Some important findings the guide highlights on hybrid working

  • There is no going back. Organisations who resist the shift to flexible working will have a harder time attracting talent.
  • Flexibility and wellbeing initiatives are driving pride and engagement in employees and strengthening their organisation’s culture.
  • Many senior leaders are fighting the tide due to lack of visibility leading and lack of employee trust.
  • An overreliance on managing employee performance and productivity through data can erode trust between your organisation and its people therefore it’s important to balance this with human empathy and 1:1 communication.
  • Communication is key – organisations should be transparent about what they are tracking and clearly articulate the tangible value to their employees of opting in.
  • Many organisations noted that productivity gains resulting from the quick shift to WFH were unsustainable over time confirming the need to find new balance.
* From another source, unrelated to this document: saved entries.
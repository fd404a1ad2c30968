//! M-Bus bridge: record-oriented meter reads
//!
//! M-Bus meters answer a poll with their full record set; a task picks one
//! record out of it by position. Some meters shuffle record positions
//! between firmware revisions, so tasks can opt into dynamic addressing:
//! when the configured position no longer carries the declared unit, the
//! resolver searches the record set for a unit match and remaps the task
//! in place. M-Bus is read-only; write tasks are rejected.

use std::collections::HashMap;

use async_trait::async_trait;
use tokio::sync::Mutex;
use tracing::{info, warn};

use edge_core::{ChannelValue, Unit};
use errors::{EdgeError, EdgeResult};

use crate::core::bridge::ProtocolExecutor;
use crate::core::convert::scale_raw;
use crate::core::task::{Task, TaskAddress};

/// One data record from a meter response. Position in the response vector
/// is the record index tasks address.
#[derive(Debug, Clone, PartialEq)]
pub struct MbusRecord {
    pub unit: Unit,
    pub value: f64,
}

impl MbusRecord {
    pub fn new(unit: Unit, value: f64) -> Self {
        Self { unit, value }
    }
}

/// Address of one record task
#[derive(Debug, Clone, PartialEq)]
pub struct MbusAddress {
    pub primary_address: u8,
    pub record_index: usize,
    pub scale: f64,
    /// Remap the record index by unit match when the configured position
    /// stops carrying the declared unit
    pub dynamic: bool,
}

impl MbusAddress {
    pub fn new(primary_address: u8, record_index: usize) -> Self {
        Self {
            primary_address,
            record_index,
            scale: 1.0,
            dynamic: false,
        }
    }

    #[must_use]
    pub fn scale(mut self, scale: f64) -> Self {
        self.scale = scale;
        self
    }

    #[must_use]
    pub fn dynamic(mut self) -> Self {
        self.dynamic = true;
        self
    }
}

/// Meter poll a driver must provide. One poll returns the complete record
/// set of the addressed meter.
#[async_trait]
pub trait MbusTransport: Send + Sync {
    async fn read_records(&mut self, primary_address: u8) -> EdgeResult<Vec<MbusRecord>>;
}

/// Where a record was found relative to its configured position
#[derive(Debug, Clone, Copy, PartialEq, Eq)]
pub enum Resolution {
    /// Configured position carries the declared unit
    Match,
    /// Exactly one other record carries the declared unit
    Remapped(usize),
    /// No record, or more than one, carries the declared unit
    Unavailable,
}

/// Locate the record for a declared unit. The configured position wins
/// when it matches; otherwise a unit search must be unambiguous, since
/// picking one of several same-unit records would silently misassign a
/// value.
pub fn resolve_record_position(
    records: &[MbusRecord],
    declared_unit: Unit,
    configured_index: usize,
) -> Resolution {
    if records
        .get(configured_index)
        .is_some_and(|r| r.unit == declared_unit)
    {
        return Resolution::Match;
    }
    let mut matches = records
        .iter()
        .enumerate()
        .filter(|(_, r)| r.unit == declared_unit)
        .map(|(i, _)| i);
    match (matches.next(), matches.next()) {
        (Some(index), None) => Resolution::Remapped(index),
        _ => Resolution::Unavailable,
    }
}

/// In-memory meter for tests and simulated deployments
#[derive(Debug, Default)]
pub struct SimulatedMbusTransport {
    meters: HashMap<u8, Vec<MbusRecord>>,
}

impl SimulatedMbusTransport {
    pub fn new() -> Self {
        Self::default()
    }

    pub fn set_meter(&mut self, primary_address: u8, records: Vec<MbusRecord>) {
        self.meters.insert(primary_address, records);
    }
}

#[async_trait]
impl MbusTransport for SimulatedMbusTransport {
    async fn read_records(&mut self, primary_address: u8) -> EdgeResult<Vec<MbusRecord>> {
        self.meters
            .get(&primary_address)
            .cloned()
            .ok_or_else(|| EdgeError::transport(format!("no meter at address {primary_address}")))
    }
}

/// Maps record tasks onto an M-Bus transport
pub struct MbusExecutor {
    transport: Mutex<Box<dyn MbusTransport>>,
}

impl MbusExecutor {
    pub fn new(transport: Box<dyn MbusTransport>) -> Self {
        Self {
            transport: Mutex::new(transport),
        }
    }
}

#[async_trait]
impl ProtocolExecutor for MbusExecutor {
    fn protocol(&self) -> &'static str {
        "mbus"
    }

    async fn execute_read(&self, task: &mut Task) -> EdgeResult<Option<ChannelValue>> {
        let TaskAddress::Mbus(addr) = &task.address else {
            return Err(EdgeError::addressing(format!(
                "M-Bus executor got a non-M-Bus task address: {:?}",
                task.address
            )));
        };
        let (primary, configured, scale, dynamic) =
            (addr.primary_address, addr.record_index, addr.scale, addr.dynamic);

        let records = self.transport.lock().await.read_records(primary).await?;

        let index = if dynamic {
            let declared = task.channel.unit();
            match resolve_record_position(&records, declared, configured) {
                Resolution::Match => configured,
                Resolution::Remapped(index) => {
                    info!(
                        channel = %task.channel.address(),
                        from = configured,
                        to = index,
                        "record position moved, remapping task"
                    );
                    // Cache the new position until the next mismatch.
                    if let TaskAddress::Mbus(addr) = &mut task.address {
                        addr.record_index = index;
                    }
                    index
                },
                Resolution::Unavailable => {
                    warn!(
                        channel = %task.channel.address(),
                        unit = ?declared,
                        "no unambiguous record for declared unit"
                    );
                    return Err(EdgeError::addressing(format!(
                        "meter {primary} has no unambiguous record with unit {declared:?}"
                    )));
                },
            }
        } else {
            configured
        };

        let record = records.get(index).ok_or_else(|| {
            EdgeError::addressing(format!(
                "meter {primary} returned {} records, index {index} out of range",
                records.len()
            ))
        })?;
        Ok(Some(ChannelValue::Float(scale_raw(record.value, scale))))
    }

    async fn execute_write(&self, _task: &mut Task, _value: ChannelValue) -> EdgeResult<()> {
        Err(EdgeError::config("M-Bus bridge is read-only"))
    }
}

#[cfg(test)]
mod tests {
    use super::*;
    use std::time::Duration;

    use edge_core::{Channel, ChannelAddress, ChannelType, Doc};

    use crate::core::task::{Priority, TaskDirection};

    fn heat_meter() -> Vec<MbusRecord> {
        vec![
            MbusRecord::new(Unit::KilowattHour, 1250.0),
            MbusRecord::new(Unit::CubicMeter, 84.2),
            MbusRecord::new(Unit::DegreeCelsius, 65.0),
            MbusRecord::new(Unit::DegreeCelsius, 42.0),
        ]
    }

    #[test]
    fn test_configured_position_wins() {
        assert_eq!(
            resolve_record_position(&heat_meter(), Unit::CubicMeter, 1),
            Resolution::Match
        );
        // Even with another candidate elsewhere, a matching configured
        // position resolves without a search.
        assert_eq!(
            resolve_record_position(&heat_meter(), Unit::DegreeCelsius, 3),
            Resolution::Match
        );
    }

    #[test]
    fn test_single_unit_match_remaps() {
        assert_eq!(
            resolve_record_position(&heat_meter(), Unit::KilowattHour, 2),
            Resolution::Remapped(0)
        );
    }

    #[test]
    fn test_ambiguous_or_missing_is_unavailable() {
        // Two temperature records, none at the configured position.
        assert_eq!(
            resolve_record_position(&heat_meter(), Unit::DegreeCelsius, 0),
            Resolution::Unavailable
        );
        assert_eq!(
            resolve_record_position(&heat_meter(), Unit::Bar, 0),
            Resolution::Unavailable
        );
    }

    fn record_task(addr: MbusAddress, unit: Unit) -> Task {
        let channel = Channel::new(
            ChannelAddress::new("heat0", "TotalEnergy"),
            Doc::of(ChannelType::Float).unit(unit),
        );
        Task::new(
            channel,
            TaskAddress::Mbus(addr),
            TaskDirection::Read,
            Priority::Low,
            Duration::ZERO,
        )
    }

    fn meter_executor() -> MbusExecutor {
        let mut sim = SimulatedMbusTransport::new();
        sim.set_meter(5, heat_meter());
        MbusExecutor::new(Box::new(sim))
    }

    #[tokio::test]
    async fn test_read_configured_record() {
        let exec = meter_executor();
        let mut task = record_task(MbusAddress::new(5, 0), Unit::KilowattHour);

        let value = exec.execute_read(&mut task).await.unwrap();
        assert_eq!(value, Some(ChannelValue::Float(1250.0)));
    }

    #[tokio::test]
    async fn test_dynamic_remap_is_cached_in_task() {
        let exec = meter_executor();
        // Configured for index 2, but the energy record lives at 0.
        let mut task = record_task(MbusAddress::new(5, 2).dynamic(), Unit::KilowattHour);

        let value = exec.execute_read(&mut task).await.unwrap();
        assert_eq!(value, Some(ChannelValue::Float(1250.0)));

        let TaskAddress::Mbus(addr) = &task.address else {
            panic!("address kind changed");
        };
        assert_eq!(addr.record_index, 0);
    }

    #[tokio::test]
    async fn test_ambiguous_unit_is_addressing_error() {
        let exec = meter_executor();
        let mut task = record_task(MbusAddress::new(5, 0).dynamic(), Unit::DegreeCelsius);

        let err = exec.execute_read(&mut task).await.unwrap_err();
        assert!(matches!(err, EdgeError::Addressing(_)));
        assert!(!err.is_retryable());
    }

    #[tokio::test]
    async fn test_static_out_of_range_index() {
        let exec = meter_executor();
        let mut task = record_task(MbusAddress::new(5, 9), Unit::KilowattHour);

        let err = exec.execute_read(&mut task).await.unwrap_err();
        assert!(matches!(err, EdgeError::Addressing(_)));
    }

    #[tokio::test]
    async fn test_write_rejected() {
        let exec = meter_executor();
        let mut task = record_task(MbusAddress::new(5, 0), Unit::KilowattHour);

        let err = exec
            .execute_write(&mut task, ChannelValue::Float(1.0))
            .await
            .unwrap_err();
        assert!(err.is_fatal());
    }
}
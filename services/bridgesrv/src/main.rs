//! bridgesrv: cycle-driven protocol bridge service
//!
//! Loads the bridge configuration, builds one bridge per configured
//! endpoint and drives the global cycle until shutdown. Device task sets
//! are registered by device drivers against the running bridges; this
//! binary owns the scheduler, not the device inventory.

use std::path::PathBuf;
use std::sync::Arc;

use anyhow::Context;
use clap::Parser;
use tracing::{info, warn};

use bridgesrv::config::{AppConfig, BridgeConfig, ProtocolKind};
use bridgesrv::core::bridge::{Bridge, ProtocolExecutor};
use bridgesrv::core::scheduler::CycleScheduler;
use bridgesrv::protocols::mbus::{MbusExecutor, SimulatedMbusTransport};
use bridgesrv::protocols::modbus::{ModbusExecutor, SimulatedModbusTransport};
use bridgesrv::protocols::mqtt::{MqttExecutor, SimulatedMqttTransport};
use bridgesrv::protocols::rest::{HttpRestClient, RestExecutor};

use edge_core::{ComponentRegistry, TimerService};

#[derive(Debug, Parser)]
#[command(name = "bridgesrv", about = "Edge protocol bridge service")]
struct Args {
    /// Configuration file (yaml, toml or json)
    #[arg(short, long, default_value = "config/bridgesrv.yaml")]
    config: PathBuf,

    /// Override the configured log level
    #[arg(long)]
    log_level: Option<String>,

    /// Validate the configuration and exit
    #[arg(long)]
    validate: bool,
}

fn build_executor(bridge: &BridgeConfig, config: &AppConfig) -> anyhow::Result<Box<dyn ProtocolExecutor>> {
    let executor: Box<dyn ProtocolExecutor> = match bridge.protocol {
        ProtocolKind::Rest => Box::new(RestExecutor::new(Box::new(HttpRestClient::new(
            &bridge.endpoint,
            config.task_timeout(),
        )?))),
        ProtocolKind::Modbus if bridge.simulated => {
            Box::new(ModbusExecutor::new(Box::new(SimulatedModbusTransport::new())))
        },
        ProtocolKind::Mbus if bridge.simulated => {
            Box::new(MbusExecutor::new(Box::new(SimulatedMbusTransport::new())))
        },
        ProtocolKind::Mqtt if bridge.simulated => {
            Box::new(MqttExecutor::new(Box::new(SimulatedMqttTransport::new())))
        },
        ProtocolKind::Modbus | ProtocolKind::Mbus | ProtocolKind::Mqtt => {
            // Field transports for these protocols come from device driver
            // crates linking against this service.
            anyhow::bail!(
                "bridge {:?}: no built-in {:?} transport, configure `simulated: true` \
                 or register a driver transport",
                bridge.name,
                bridge.protocol
            );
        },
    };
    Ok(executor)
}

#[tokio::main]
async fn main() -> anyhow::Result<()> {
    let args = Args::parse();

    let config = AppConfig::load(&args.config)
        .with_context(|| format!("loading configuration from {}", args.config.display()))?;
    let level = args.log_level.as_deref().unwrap_or(&config.log_level);
    common::init_logging(level);

    if args.validate {
        info!(config = %args.config.display(), "configuration is valid");
        return Ok(());
    }

    let registry = Arc::new(ComponentRegistry::new());
    let timers = Arc::new(TimerService::new());
    let mut scheduler = CycleScheduler::new(
        Arc::clone(&registry),
        Arc::clone(&timers),
        config.budget(),
        config.deferral_limit,
    );

    for bridge_config in &config.bridges {
        let executor = build_executor(bridge_config, &config)?;
        scheduler.add_bridge(Arc::new(Bridge::new(
            &bridge_config.name,
            executor,
            config.failure_threshold,
            config.task_timeout(),
        )));
    }
    info!(
        cycle_ms = config.cycle_ms,
        bridges = config.bridges.len(),
        "bridgesrv started"
    );
    if config.bridges.is_empty() {
        warn!("no bridges configured, cycling an empty scheduler");
    }

    let mut interval = tokio::time::interval(config.cycle());
    interval.set_missed_tick_behavior(tokio::time::MissedTickBehavior::Delay);
    let shutdown = common::wait_for_shutdown();
    tokio::pin!(shutdown);

    loop {
        tokio::select! {
            () = &mut shutdown => {
                info!("shutdown signal received");
                break;
            },
            _ = interval.tick() => {
                let report = scheduler.run_cycle().await;
                tracing::debug!(
                    cycle = report.cycle,
                    reads = report.reads.executed,
                    writes = report.writes.executed,
                    promoted = report.channels_promoted,
                    "cycle complete"
                );
            },
        }
    }

    info!("bridgesrv stopped");
    Ok(())
}
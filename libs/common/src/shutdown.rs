//! Graceful shutdown utilities

use tracing::warn;

/// Wait for a shutdown signal (Ctrl+C, or SIGTERM on Unix).
pub async fn wait_for_shutdown() {
    #[cfg(unix)]
    {
        use tokio::signal::unix::{signal, SignalKind};

        let term_signal = match signal(SignalKind::terminate()) {
            Ok(sig) => Some(sig),
            Err(e) => {
                warn!(
                    "Failed to install SIGTERM handler: {}. Service will only respond to Ctrl+C",
                    e
                );
                None
            },
        };

        tokio::select! {
            _ = tokio::signal::ctrl_c() => {},
            _ = async {
                if let Some(mut sig) = term_signal {
                    sig.recv().await;
                } else {
                    std::future::pending::<()>().await
                }
            } => {},
        }
    }
    #[cfg(not(unix))]
    {
        let _ = tokio::signal::ctrl_c().await;
    }
}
“During the pandemic managers admitted to monitoring video conferencing use, employee emails and slack conversations in order to gain a sense of their staff’s productivity.”

“This highlights the need for data transparency, if remote working is here to stay.”

“A mutual understanding must be reached between employees and employers around what is being monitored, coupled with accurate tools to measure productivity, ensuring workplace relationships in a remote environment are built around trust and transparency.”

“There’s no ignoring the future of work, and organisations that prioritise quick fixes or returns to traditional processes will quickly find themselves left behind.”

“For progressive organisations looking to lead the way into the future, the challenge ahead is clear – building a culture and employee experience that’s fit for purpose, aligned to strategy and designed to weather a perpetually changing working world,” says Ben Bars.